Exercise description
Search the records for lines that contain the word "ReadCommitted". Copy them all.

Data to use
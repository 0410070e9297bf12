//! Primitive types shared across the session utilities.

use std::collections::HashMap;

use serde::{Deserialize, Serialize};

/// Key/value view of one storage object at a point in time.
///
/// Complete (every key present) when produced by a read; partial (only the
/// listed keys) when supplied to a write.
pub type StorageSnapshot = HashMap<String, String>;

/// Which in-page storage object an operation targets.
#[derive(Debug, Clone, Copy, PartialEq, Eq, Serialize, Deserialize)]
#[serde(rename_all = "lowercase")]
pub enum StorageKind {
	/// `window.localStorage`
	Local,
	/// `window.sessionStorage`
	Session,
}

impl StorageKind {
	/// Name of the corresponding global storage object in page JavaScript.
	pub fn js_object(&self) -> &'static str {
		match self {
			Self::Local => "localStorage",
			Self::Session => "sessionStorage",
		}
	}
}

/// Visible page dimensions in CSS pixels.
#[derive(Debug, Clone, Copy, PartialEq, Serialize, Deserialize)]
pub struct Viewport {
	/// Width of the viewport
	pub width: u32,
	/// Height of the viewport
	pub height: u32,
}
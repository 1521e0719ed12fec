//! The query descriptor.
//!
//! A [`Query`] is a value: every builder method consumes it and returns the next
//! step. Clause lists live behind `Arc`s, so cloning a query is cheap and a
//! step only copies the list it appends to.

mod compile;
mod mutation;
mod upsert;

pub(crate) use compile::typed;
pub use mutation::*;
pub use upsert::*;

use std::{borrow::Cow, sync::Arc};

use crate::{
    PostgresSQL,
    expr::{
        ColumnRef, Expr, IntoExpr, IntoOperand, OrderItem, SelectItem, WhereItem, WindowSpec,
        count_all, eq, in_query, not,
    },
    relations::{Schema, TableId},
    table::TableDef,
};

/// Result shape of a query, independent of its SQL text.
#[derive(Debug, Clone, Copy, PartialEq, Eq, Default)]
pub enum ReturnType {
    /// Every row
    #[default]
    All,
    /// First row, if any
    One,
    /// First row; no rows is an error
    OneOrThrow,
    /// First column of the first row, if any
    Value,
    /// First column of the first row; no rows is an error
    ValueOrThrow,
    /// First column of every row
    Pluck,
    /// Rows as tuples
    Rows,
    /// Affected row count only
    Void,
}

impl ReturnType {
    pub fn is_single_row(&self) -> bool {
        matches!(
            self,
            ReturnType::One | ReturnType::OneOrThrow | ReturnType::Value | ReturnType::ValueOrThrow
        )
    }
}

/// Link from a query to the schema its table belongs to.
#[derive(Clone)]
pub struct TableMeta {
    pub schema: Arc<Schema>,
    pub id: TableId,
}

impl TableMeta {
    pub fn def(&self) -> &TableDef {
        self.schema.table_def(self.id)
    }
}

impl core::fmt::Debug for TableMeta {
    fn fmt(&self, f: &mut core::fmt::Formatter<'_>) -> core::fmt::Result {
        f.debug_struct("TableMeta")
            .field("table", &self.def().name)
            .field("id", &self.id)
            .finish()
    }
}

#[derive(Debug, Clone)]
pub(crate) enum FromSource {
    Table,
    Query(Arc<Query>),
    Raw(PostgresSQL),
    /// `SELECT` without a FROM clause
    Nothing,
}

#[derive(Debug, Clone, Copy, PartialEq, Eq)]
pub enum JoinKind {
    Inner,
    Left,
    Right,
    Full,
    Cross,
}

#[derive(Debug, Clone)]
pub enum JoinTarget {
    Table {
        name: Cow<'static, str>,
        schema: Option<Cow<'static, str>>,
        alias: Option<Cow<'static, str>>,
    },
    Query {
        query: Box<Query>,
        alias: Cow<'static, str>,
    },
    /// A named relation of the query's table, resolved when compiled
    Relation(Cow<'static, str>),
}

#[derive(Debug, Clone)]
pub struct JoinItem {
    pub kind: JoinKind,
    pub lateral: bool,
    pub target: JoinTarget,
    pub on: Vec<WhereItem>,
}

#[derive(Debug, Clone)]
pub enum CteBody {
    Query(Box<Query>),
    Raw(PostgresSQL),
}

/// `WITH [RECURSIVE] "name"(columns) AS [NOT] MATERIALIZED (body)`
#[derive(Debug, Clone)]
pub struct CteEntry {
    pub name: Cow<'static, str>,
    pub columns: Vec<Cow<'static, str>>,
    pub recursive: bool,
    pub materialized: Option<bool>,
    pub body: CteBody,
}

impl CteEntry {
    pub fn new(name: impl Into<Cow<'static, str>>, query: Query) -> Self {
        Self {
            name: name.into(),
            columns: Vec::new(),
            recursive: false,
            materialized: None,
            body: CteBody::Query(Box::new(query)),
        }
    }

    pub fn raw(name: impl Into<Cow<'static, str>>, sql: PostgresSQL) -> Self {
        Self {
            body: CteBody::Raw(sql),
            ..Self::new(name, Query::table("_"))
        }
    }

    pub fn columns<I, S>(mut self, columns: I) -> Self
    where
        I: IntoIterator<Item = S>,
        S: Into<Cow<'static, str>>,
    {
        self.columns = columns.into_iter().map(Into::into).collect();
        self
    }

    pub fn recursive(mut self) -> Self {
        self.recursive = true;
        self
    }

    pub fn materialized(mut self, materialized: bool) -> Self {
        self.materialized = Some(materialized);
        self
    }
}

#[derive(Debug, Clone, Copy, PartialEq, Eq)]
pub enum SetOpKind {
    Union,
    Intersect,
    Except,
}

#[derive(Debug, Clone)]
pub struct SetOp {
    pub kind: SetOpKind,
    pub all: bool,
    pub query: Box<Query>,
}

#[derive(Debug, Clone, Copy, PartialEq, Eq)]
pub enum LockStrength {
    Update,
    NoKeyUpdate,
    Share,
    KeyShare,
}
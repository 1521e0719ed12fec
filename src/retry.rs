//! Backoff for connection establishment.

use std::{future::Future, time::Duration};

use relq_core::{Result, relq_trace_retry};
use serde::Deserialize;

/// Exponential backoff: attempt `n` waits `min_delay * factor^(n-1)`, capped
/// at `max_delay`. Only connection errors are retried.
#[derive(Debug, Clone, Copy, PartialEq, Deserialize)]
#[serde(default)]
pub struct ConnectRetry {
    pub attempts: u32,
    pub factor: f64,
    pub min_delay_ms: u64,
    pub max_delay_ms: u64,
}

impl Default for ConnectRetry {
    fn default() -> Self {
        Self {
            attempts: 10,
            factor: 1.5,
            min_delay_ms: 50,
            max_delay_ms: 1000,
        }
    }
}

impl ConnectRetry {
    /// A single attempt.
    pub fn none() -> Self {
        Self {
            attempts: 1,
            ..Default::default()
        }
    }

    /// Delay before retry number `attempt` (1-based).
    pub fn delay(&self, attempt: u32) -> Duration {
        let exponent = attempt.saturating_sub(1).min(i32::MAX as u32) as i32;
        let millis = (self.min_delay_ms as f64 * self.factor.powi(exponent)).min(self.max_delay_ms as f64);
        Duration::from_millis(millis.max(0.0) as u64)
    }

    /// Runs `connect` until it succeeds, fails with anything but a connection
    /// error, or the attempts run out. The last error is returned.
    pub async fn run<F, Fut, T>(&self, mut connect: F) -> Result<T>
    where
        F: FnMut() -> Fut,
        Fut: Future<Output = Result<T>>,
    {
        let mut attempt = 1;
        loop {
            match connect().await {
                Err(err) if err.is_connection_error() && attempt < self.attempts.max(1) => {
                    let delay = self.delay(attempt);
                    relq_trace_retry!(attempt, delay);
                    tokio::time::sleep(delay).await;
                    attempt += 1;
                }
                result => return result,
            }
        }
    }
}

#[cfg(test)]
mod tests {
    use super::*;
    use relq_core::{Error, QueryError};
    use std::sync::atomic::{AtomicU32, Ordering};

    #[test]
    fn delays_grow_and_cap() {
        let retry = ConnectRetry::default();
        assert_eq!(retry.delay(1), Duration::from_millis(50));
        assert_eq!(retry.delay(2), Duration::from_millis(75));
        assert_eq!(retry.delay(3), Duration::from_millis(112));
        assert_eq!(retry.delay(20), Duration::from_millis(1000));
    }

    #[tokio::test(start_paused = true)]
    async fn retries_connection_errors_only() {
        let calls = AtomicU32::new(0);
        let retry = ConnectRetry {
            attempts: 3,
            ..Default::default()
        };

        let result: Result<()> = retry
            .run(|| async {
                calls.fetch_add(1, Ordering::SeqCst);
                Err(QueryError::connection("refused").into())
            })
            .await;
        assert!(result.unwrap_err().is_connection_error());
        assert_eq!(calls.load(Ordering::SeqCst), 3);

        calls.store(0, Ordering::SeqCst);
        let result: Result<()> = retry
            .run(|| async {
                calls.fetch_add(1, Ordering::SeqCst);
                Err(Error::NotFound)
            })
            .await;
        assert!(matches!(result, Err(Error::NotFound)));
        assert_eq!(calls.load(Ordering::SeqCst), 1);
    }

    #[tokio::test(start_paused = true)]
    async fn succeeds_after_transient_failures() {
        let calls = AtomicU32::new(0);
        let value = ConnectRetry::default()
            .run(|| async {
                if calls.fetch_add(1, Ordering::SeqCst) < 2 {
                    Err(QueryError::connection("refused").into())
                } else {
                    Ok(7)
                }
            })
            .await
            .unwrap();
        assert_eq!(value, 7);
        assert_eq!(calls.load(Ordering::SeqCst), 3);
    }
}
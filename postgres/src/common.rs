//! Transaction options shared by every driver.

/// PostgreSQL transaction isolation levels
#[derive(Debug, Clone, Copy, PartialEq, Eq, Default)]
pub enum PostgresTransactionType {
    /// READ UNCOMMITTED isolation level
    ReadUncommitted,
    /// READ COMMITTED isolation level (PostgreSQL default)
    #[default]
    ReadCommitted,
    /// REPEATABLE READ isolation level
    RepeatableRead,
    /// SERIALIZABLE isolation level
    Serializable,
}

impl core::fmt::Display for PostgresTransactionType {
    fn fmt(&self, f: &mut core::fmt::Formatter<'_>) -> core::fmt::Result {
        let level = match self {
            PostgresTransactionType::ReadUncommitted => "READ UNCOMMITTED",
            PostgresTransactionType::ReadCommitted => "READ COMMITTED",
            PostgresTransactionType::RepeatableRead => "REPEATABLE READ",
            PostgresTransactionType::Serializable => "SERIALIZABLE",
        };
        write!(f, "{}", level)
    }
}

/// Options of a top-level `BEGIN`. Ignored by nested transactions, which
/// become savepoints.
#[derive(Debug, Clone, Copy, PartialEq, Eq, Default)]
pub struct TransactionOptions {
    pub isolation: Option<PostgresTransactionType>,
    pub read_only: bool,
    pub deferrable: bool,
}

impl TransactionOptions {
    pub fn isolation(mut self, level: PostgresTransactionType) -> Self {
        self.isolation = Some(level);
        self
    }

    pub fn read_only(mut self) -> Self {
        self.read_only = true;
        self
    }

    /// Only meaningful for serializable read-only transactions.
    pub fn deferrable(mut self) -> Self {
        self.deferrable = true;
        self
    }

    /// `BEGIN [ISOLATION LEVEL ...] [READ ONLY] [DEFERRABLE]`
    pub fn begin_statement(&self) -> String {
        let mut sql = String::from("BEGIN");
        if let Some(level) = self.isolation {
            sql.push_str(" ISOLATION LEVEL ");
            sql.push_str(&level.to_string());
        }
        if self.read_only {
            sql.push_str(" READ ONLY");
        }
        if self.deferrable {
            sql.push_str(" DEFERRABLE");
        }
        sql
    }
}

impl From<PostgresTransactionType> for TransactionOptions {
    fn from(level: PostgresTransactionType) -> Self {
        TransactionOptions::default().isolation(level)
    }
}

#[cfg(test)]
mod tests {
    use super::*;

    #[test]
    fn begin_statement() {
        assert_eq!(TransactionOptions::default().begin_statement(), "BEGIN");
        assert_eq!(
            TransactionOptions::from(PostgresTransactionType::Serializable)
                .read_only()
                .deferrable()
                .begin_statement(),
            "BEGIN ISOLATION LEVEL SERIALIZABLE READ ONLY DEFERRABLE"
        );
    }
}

Answer box
    ReadCommitted,
            PostgresTransactionType::ReadCommitted => "READ COMMITTED",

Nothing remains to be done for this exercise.